:: What to work on ::
What is needed here is every entry, retyped exactly.

(Listed entries)

//! Thin wrapper around `glam::DVec3` shared across kernel modules.
//!
//! The helper functions keep vector predicates readable while avoiding
//! direct dependencies on `glam` from higher layers.

pub use glam::DVec3 as Vec3;

/// Returns true if every component of `a` and `b` differs by at most `tolerance`.
///
/// # Examples
/// ```
/// use polyhedron_kernel::{core::vec3::approx_eq, Vec3};
/// assert!(approx_eq(Vec3::X, Vec3::new(1.0 + 1e-9, 0.0, 0.0), 1e-6));
/// ```
#[inline]
pub fn approx_eq(a: Vec3, b: Vec3, tolerance: f64) -> bool {
    a.abs_diff_eq(b, tolerance)
}

/// Builds a right-handed orthonormal pair `(u, v)` with `u × v == normal`.
///
/// `normal` must be unit length.
///
/// # Examples
/// ```
/// use polyhedron_kernel::{core::vec3::orthonormal_basis, Vec3};
/// let (u, v) = orthonormal_basis(Vec3::Z);
/// assert!((u.cross(v) - Vec3::Z).length() < 1e-12);
/// ```
pub fn orthonormal_basis(normal: Vec3) -> (Vec3, Vec3) {
    let u = normal.any_orthonormal_vector();
    let v = normal.cross(u);
    (u, v)
}

/// Normal of a polygon loop by Newell's method, scaled by twice its area.
///
/// Robust for non-convex and slightly non-planar loops. Returns zero for
/// fewer than three points.
pub fn newell_normal(points: &[Vec3]) -> Vec3 {
    let n = points.len();
    if n < 3 {
        return Vec3::ZERO;
    }
    let mut normal = Vec3::ZERO;
    for i in 0..n {
        let cur = points[i];
        let next = points[(i + 1) % n];
        normal.x += (cur.y - next.y) * (cur.z + next.z);
        normal.y += (cur.z - next.z) * (cur.x + next.x);
        normal.z += (cur.x - next.x) * (cur.y + next.y);
    }
    normal
}

#[cfg(test)]
mod tests;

(End Listed entries)

:: Written solution ::
//! Thin wrapper around `glam::DVec3` shared across kernel modules.
//!
//! The helper functions keep vector predicates readable while avoiding
//! direct dependencies on `glam` from higher layers.

pub use glam::DVec3 as Vec3;

/// Returns true if every component of `a` and `b` differs by at most `tolerance`.
///
/// # Examples
/// ```
/// use polyhedron_kernel::{core::vec3::approx_eq, Vec3};
/// assert!(approx_eq(Vec3::X, Vec3::new(1.0 + 1e-9, 0.0, 0.0), 1e-6));
/// ```
#[inline]
pub fn approx_eq(a: Vec3, b: Vec3, tolerance: f64) -> bool {
    a.abs_diff_eq(b, tolerance)
}

/// Builds a right-handed orthonormal pair `(u, v)` with `u × v == normal`.
///
/// `normal` must be unit length.
///
/// # Examples
/// ```
/// use polyhedron_kernel::{core::vec3::orthonormal_basis, Vec3};
/// let (u, v) = orthonormal_basis(Vec3::Z);
/// assert!((u.cross(v) - Vec3::Z).length() < 1e-12);
/// ```
pub fn orthonormal_basis(normal: Vec3) -> (Vec3, Vec3) {
    let u = normal.any_orthonormal_vector();
    let v = normal.cross(u);
    (u, v)
}

/// Normal of a polygon loop by Newell's method, scaled by twice its area.
///
/// Robust for non-convex and slightly non-planar loops. Returns zero for
/// fewer than three points.
pub fn newell_normal(points: &[Vec3]) -> Vec3 {
    let n = points.len();
    if n < 3 {
        return Vec3::ZERO;
    }
    let mut normal = Vec3::ZERO;
    for i in 0..n {
        let cur = points[i];
        let next = points[(i + 1) % n];
        normal.x += (cur.y - next.y) * (cur.z + next.z);
        normal.y += (cur.z - next.z) * (cur.x + next.x);
        normal.z += (cur.x - next.x) * (cur.y + next.y);
    }
    normal
}

#[cfg(test)]
mod tests;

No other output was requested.